**Action item:**
What follows is a listing. Return every line of it exactly.

**Given records:**
====================

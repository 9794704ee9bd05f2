//! Delivery history, manual retry and endpoint testing.

use std::sync::Arc;

use uuid::Uuid;

use crate::error::WebhookError;
use crate::models::{
    CreateDelivery, DeliveryDetailResponse, DeliveryListResponse, DeliveryStatus,
    ListDeliveriesQuery, WebhookDelivery, WebhookEndpoint, WebhookEventType,
};
use crate::repository::{DeliveryFilter, DeliveryRepository, EndpointRepository};
use crate::scheduler::{DeliveryTask, TaskTrigger};
use crate::services::delivery_worker::{AttemptOutcome, DeliveryWorker};
use crate::services::event_publisher::WebhookEvent;

/// Read side of deliveries plus the two operator actions that re-enter the worker.
#[derive(Clone)]
pub struct HistoryService {
    endpoints: Arc<dyn EndpointRepository>,
    deliveries: Arc<dyn DeliveryRepository>,
    worker: DeliveryWorker,
}

impl HistoryService {
    #[must_use]
    pub fn new(
        endpoints: Arc<dyn EndpointRepository>,
        deliveries: Arc<dyn DeliveryRepository>,
        worker: DeliveryWorker,
    ) -> Self {
        Self {
            endpoints,
            deliveries,
            worker,
        }
    }

    /// Deliveries of an endpoint, newest first.
    pub async fn list_deliveries(
        &self,
        tenant_id: Uuid,
        endpoint_id: Uuid,
        query: ListDeliveriesQuery,
    ) -> Result<DeliveryListResponse, WebhookError> {
        self.endpoint(tenant_id, endpoint_id).await?;

        let status = match query.status.as_deref() {
            Some(s) => Some(DeliveryStatus::parse(s).ok_or_else(|| {
                WebhookError::Validation(format!("Unknown delivery status: {s}"))
            })?),
            None => None,
        };
        let limit = query.limit.clamp(1, 100);
        let offset = query.offset.max(0);

        let deliveries = self
            .deliveries
            .list_by_endpoint(
                tenant_id,
                endpoint_id,
                DeliveryFilter {
                    status,
                    limit,
                    offset,
                },
            )
            .await?;
        let total = self
            .deliveries
            .count_by_endpoint(tenant_id, endpoint_id, status)
            .await?;

        Ok(DeliveryListResponse {
            items: deliveries.into_iter().map(Into::into).collect(),
            total,
            limit,
            offset,
        })
    }

    pub async fn get_delivery(
        &self,
        tenant_id: Uuid,
        endpoint_id: Uuid,
        delivery_id: Uuid,
    ) -> Result<DeliveryDetailResponse, WebhookError> {
        self.endpoint(tenant_id, endpoint_id).await?;
        Ok(self.delivery(tenant_id, endpoint_id, delivery_id).await?.into())
    }

    /// Try a delivery again now, continuing from its current attempt.
    ///
    /// Rejected for `success`. Runs the worker inline and returns the row as
    /// it stands afterwards.
    pub async fn retry_delivery(
        &self,
        tenant_id: Uuid,
        endpoint_id: Uuid,
        delivery_id: Uuid,
    ) -> Result<DeliveryDetailResponse, WebhookError> {
        let endpoint = self.endpoint(tenant_id, endpoint_id).await?;
        let delivery = self.delivery(tenant_id, endpoint_id, delivery_id).await?;

        if delivery.status == DeliveryStatus::Success {
            return Err(WebhookError::DeliveryAlreadySucceeded(delivery.id));
        }
        if !endpoint.is_eligible() {
            return Err(WebhookError::EndpointNotEligible);
        }

        tracing::info!(
            target: "webhook_delivery",
            delivery_id = %delivery.id,
            endpoint_id = %endpoint_id,
            attempt = delivery.attempt,
            status = %delivery.status,
            "Manual retry requested"
        );

        self.run_now(&delivery).await
    }

    /// Send a synthetic `webhook.test` event to one endpoint through the
    /// normal delivery path.
    pub async fn test_endpoint(
        &self,
        tenant_id: Uuid,
        endpoint_id: Uuid,
    ) -> Result<DeliveryDetailResponse, WebhookError> {
        let endpoint = self.endpoint(tenant_id, endpoint_id).await?;
        if !endpoint.is_eligible() {
            return Err(WebhookError::EndpointNotEligible);
        }

        let event = WebhookEvent::new(
            tenant_id,
            WebhookEventType::WebhookTest,
            serde_json::json!({
                "endpoint_id": endpoint.id,
                "message": "This is a test event",
            }),
        );
        let payload = serde_json::to_value(event.to_payload())
            .map_err(|e| WebhookError::Internal(format!("Failed to serialize payload: {e}")))?;

        let delivery = self
            .deliveries
            .create(CreateDelivery {
                tenant_id,
                endpoint_id: endpoint.id,
                event_id: event.event_id,
                event_type: event.event_type,
                payload,
            })
            .await?;

        tracing::info!(
            target: "webhook_delivery",
            delivery_id = %delivery.id,
            endpoint_id = %endpoint.id,
            "Sending test event"
        );

        self.run_now(&delivery).await
    }

    async fn run_now(
        &self,
        delivery: &WebhookDelivery,
    ) -> Result<DeliveryDetailResponse, WebhookError> {
        let outcome = self
            .worker
            .execute(DeliveryTask::for_delivery(delivery, TaskTrigger::Manual))
            .await?;

        if let AttemptOutcome::Skipped(reason) = outcome {
            tracing::info!(
                target: "webhook_delivery",
                delivery_id = %delivery.id,
                reason = ?reason,
                "Manual attempt skipped"
            );
        }

        Ok(self
            .delivery(delivery.tenant_id, delivery.endpoint_id, delivery.id)
            .await?
            .into())
    }

    async fn endpoint(
        &self,
        tenant_id: Uuid,
        endpoint_id: Uuid,
    ) -> Result<WebhookEndpoint, WebhookError> {
        self.endpoints
            .find_by_id(tenant_id, endpoint_id)
            .await?
            .ok_or(WebhookError::EndpointNotFound)
    }

    /// A delivery that belongs to `endpoint_id`.
    async fn delivery(
        &self,
        tenant_id: Uuid,
        endpoint_id: Uuid,
        delivery_id: Uuid,
    ) -> Result<WebhookDelivery, WebhookError> {
        self.deliveries
            .find_by_id(tenant_id, delivery_id)
            .await?
            .filter(|d| d.endpoint_id == endpoint_id)
            .ok_or(WebhookError::DeliveryNotFound)
    }
}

====================

**Output:**
repository 9794704ee9bd05f2
//! Delivery history, manual retry and endpoint testing.

use std::sync::Arc;

use uuid::Uuid;

use crate::error::WebhookError;
use crate::models::{
    CreateDelivery, DeliveryDetailResponse, DeliveryListResponse, DeliveryStatus,
    ListDeliveriesQuery, WebhookDelivery, WebhookEndpoint, WebhookEventType,
};
use crate::repository::{DeliveryFilter, DeliveryRepository, EndpointRepository};
use crate::scheduler::{DeliveryTask, TaskTrigger};
use crate::services::delivery_worker::{AttemptOutcome, DeliveryWorker};
use crate::services::event_publisher::WebhookEvent;

/// Read side of deliveries plus the two operator actions that re-enter the worker.
#[derive(Clone)]
pub struct HistoryService {
    endpoints: Arc<dyn EndpointRepository>,
    deliveries: Arc<dyn DeliveryRepository>,
    worker: DeliveryWorker,
}

impl HistoryService {
    #[must_use]
    pub fn new(
        endpoints: Arc<dyn EndpointRepository>,
        deliveries: Arc<dyn DeliveryRepository>,
        worker: DeliveryWorker,
    ) -> Self {
        Self {
            endpoints,
            deliveries,
            worker,
        }
    }

    /// Deliveries of an endpoint, newest first.
    pub async fn list_deliveries(
        &self,
        tenant_id: Uuid,
        endpoint_id: Uuid,
        query: ListDeliveriesQuery,
    ) -> Result<DeliveryListResponse, WebhookError> {
        self.endpoint(tenant_id, endpoint_id).await?;

        let status = match query.status.as_deref() {
            Some(s) => Some(DeliveryStatus::parse(s).ok_or_else(|| {
                WebhookError::Validation(format!("Unknown delivery status: {s}"))
            })?),
            None => None,
        };
        let limit = query.limit.clamp(1, 100);
        let offset = query.offset.max(0);

        let deliveries = self
            .deliveries
            .list_by_endpoint(
                tenant_id,
                endpoint_id,
                DeliveryFilter {
                    status,
                    limit,
                    offset,
                },
            )
            .await?;
        let total = self
            .deliveries
            .count_by_endpoint(tenant_id, endpoint_id, status)
            .await?;

        Ok(DeliveryListResponse {
            items: deliveries.into_iter().map(Into::into).collect(),
            total,
            limit,
            offset,
        })
    }

    pub async fn get_delivery(
        &self,
        tenant_id: Uuid,
        endpoint_id: Uuid,
        delivery_id: Uuid,
    ) -> Result<DeliveryDetailResponse, WebhookError> {
        self.endpoint(tenant_id, endpoint_id).await?;
        Ok(self.delivery(tenant_id, endpoint_id, delivery_id).await?.into())
    }

    /// Try a delivery again now, continuing from its current attempt.
    ///
    /// Rejected for `success`. Runs the worker inline and returns the row as
    /// it stands afterwards.
    pub async fn retry_delivery(
        &self,
        tenant_id: Uuid,
        endpoint_id: Uuid,
        delivery_id: Uuid,
    ) -> Result<DeliveryDetailResponse, WebhookError> {
        let endpoint = self.endpoint(tenant_id, endpoint_id).await?;
        let delivery = self.delivery(tenant_id, endpoint_id, delivery_id).await?;

        if delivery.status == DeliveryStatus::Success {
            return Err(WebhookError::DeliveryAlreadySucceeded(delivery.id));
        }
        if !endpoint.is_eligible() {
            return Err(WebhookError::EndpointNotEligible);
        }

        tracing::info!(
            target: "webhook_delivery",
            delivery_id = %delivery.id,
            endpoint_id = %endpoint_id,
            attempt = delivery.attempt,
            status = %delivery.status,
            "Manual retry requested"
        );

        self.run_now(&delivery).await
    }

    /// Send a synthetic `webhook.test` event to one endpoint through the
    /// normal delivery path.
    pub async fn test_endpoint(
        &self,
        tenant_id: Uuid,
        endpoint_id: Uuid,
    ) -> Result<DeliveryDetailResponse, WebhookError> {
        let endpoint = self.endpoint(tenant_id, endpoint_id).await?;
        if !endpoint.is_eligible() {
            return Err(WebhookError::EndpointNotEligible);
        }

        let event = WebhookEvent::new(
            tenant_id,
            WebhookEventType::WebhookTest,
            serde_json::json!({
                "endpoint_id": endpoint.id,
                "message": "This is a test event",
            }),
        );
        let payload = serde_json::to_value(event.to_payload())
            .map_err(|e| WebhookError::Internal(format!("Failed to serialize payload: {e}")))?;

        let delivery = self
            .deliveries
            .create(CreateDelivery {
                tenant_id,
                endpoint_id: endpoint.id,
                event_id: event.event_id,
                event_type: event.event_type,
                payload,
            })
            .await?;

        tracing::info!(
            target: "webhook_delivery",
            delivery_id = %delivery.id,
            endpoint_id = %endpoint.id,
            "Sending test event"
        );

        self.run_now(&delivery).await
    }

    async fn run_now(
        &self,
        delivery: &WebhookDelivery,
    ) -> Result<DeliveryDetailResponse, WebhookError> {
        let outcome = self
            .worker
            .execute(DeliveryTask::for_delivery(delivery, TaskTrigger::Manual))
            .await?;

        if let AttemptOutcome::Skipped(reason) = outcome {
            tracing::info!(
                target: "webhook_delivery",
                delivery_id = %delivery.id,
                reason = ?reason,
                "Manual attempt skipped"
            );
        }

        Ok(self
            .delivery(delivery.tenant_id, delivery.endpoint_id, delivery.id)
            .await?
            .into())
    }

    async fn endpoint(
        &self,
        tenant_id: Uuid,
        endpoint_id: Uuid,
    ) -> Result<WebhookEndpoint, WebhookError> {
        self.endpoints
            .find_by_id(tenant_id, endpoint_id)
            .await?
            .ok_or(WebhookError::EndpointNotFound)
    }

    /// A delivery that belongs to `endpoint_id`.
    async fn delivery(
        &self,
        tenant_id: Uuid,
        endpoint_id: Uuid,
        delivery_id: Uuid,
    ) -> Result<WebhookDelivery, WebhookError> {
        self.deliveries
            .find_by_id(tenant_id, delivery_id)
            .await?
            .filter(|d| d.endpoint_id == endpoint_id)
            .ok_or(WebhookError::DeliveryNotFound)
    }
}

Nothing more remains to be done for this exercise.